**YOUR GOAL**: Some lines hold the string "common". Copy all of them from the material that follows.

**SOURCE INFORMATION**:
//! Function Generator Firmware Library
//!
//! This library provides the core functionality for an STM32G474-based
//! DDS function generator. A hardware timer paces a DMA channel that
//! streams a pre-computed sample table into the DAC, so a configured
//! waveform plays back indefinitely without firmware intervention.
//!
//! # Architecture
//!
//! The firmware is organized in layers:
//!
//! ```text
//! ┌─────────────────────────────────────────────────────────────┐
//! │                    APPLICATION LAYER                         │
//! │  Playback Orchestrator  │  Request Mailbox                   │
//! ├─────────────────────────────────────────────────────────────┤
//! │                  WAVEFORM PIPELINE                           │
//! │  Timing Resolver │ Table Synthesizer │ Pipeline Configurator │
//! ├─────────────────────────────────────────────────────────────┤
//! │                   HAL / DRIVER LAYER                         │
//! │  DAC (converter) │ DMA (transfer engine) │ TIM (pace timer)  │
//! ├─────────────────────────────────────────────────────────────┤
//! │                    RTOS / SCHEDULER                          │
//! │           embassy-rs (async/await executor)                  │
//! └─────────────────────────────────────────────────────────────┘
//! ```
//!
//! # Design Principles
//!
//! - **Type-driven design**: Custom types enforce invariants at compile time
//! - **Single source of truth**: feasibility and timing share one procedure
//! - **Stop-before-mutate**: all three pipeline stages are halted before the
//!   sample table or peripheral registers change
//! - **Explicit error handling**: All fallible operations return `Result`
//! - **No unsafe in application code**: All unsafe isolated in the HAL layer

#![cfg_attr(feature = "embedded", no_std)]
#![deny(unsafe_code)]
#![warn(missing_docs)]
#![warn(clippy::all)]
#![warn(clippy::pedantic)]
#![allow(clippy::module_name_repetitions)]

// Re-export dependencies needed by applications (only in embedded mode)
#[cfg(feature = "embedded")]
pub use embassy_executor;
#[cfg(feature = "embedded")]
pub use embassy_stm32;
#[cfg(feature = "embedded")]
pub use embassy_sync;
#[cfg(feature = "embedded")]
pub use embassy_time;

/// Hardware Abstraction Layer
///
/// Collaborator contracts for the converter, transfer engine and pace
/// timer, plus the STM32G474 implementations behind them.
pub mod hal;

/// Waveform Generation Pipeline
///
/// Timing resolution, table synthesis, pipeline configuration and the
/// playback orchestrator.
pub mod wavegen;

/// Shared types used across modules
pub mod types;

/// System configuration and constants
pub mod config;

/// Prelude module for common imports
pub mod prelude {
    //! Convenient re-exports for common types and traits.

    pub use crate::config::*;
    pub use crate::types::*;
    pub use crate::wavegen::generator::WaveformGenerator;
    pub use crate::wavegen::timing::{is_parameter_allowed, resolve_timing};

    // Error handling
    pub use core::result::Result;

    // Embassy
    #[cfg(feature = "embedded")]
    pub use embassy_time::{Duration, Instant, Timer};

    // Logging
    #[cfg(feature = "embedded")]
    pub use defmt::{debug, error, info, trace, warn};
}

...

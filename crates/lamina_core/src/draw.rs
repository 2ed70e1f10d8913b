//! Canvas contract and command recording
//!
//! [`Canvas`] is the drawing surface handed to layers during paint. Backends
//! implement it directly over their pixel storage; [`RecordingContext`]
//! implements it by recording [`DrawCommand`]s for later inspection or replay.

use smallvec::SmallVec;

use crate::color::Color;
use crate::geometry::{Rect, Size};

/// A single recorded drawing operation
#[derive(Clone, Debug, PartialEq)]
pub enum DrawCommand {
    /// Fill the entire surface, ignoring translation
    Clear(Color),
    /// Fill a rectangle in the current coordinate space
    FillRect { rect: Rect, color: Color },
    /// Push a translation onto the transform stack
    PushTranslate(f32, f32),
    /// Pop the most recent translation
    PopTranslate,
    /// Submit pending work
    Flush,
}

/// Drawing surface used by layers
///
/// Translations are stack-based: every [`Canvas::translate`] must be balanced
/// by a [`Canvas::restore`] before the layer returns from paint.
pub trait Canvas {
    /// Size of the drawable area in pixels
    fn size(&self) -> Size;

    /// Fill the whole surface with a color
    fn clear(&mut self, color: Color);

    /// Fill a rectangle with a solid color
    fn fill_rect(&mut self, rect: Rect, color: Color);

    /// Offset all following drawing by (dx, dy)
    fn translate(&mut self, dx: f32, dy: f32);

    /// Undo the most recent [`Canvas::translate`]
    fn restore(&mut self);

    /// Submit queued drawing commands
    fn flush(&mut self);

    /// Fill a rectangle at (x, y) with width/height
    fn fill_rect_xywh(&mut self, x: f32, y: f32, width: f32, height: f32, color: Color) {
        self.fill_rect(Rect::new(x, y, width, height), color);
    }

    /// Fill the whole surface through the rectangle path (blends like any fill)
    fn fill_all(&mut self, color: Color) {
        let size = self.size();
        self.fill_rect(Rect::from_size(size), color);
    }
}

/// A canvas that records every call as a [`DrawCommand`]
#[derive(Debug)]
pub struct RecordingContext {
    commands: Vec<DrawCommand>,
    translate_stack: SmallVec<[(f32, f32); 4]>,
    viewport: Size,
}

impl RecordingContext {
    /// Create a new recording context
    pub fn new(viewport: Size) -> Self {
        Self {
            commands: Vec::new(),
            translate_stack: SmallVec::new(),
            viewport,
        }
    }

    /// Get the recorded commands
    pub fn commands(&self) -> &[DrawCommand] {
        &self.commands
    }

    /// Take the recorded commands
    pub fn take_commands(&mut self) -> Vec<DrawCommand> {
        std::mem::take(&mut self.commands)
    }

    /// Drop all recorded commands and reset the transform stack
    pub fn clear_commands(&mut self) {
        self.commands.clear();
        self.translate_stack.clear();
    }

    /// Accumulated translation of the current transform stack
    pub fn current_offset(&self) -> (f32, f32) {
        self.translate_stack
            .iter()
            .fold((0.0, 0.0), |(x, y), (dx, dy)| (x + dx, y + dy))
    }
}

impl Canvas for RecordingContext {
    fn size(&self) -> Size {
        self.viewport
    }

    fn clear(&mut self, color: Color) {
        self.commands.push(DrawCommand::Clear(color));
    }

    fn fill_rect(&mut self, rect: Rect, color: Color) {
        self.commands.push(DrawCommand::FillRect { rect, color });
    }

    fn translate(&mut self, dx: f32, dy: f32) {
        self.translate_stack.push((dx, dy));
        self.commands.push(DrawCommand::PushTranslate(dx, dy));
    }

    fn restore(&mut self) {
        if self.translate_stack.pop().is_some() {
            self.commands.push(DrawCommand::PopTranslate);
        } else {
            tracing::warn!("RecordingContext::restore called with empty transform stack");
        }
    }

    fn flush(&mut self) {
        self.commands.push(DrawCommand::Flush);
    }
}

**ANSWER SECTION**:
/// Prelude module for common imports
    //! Convenient re-exports for common types and traits.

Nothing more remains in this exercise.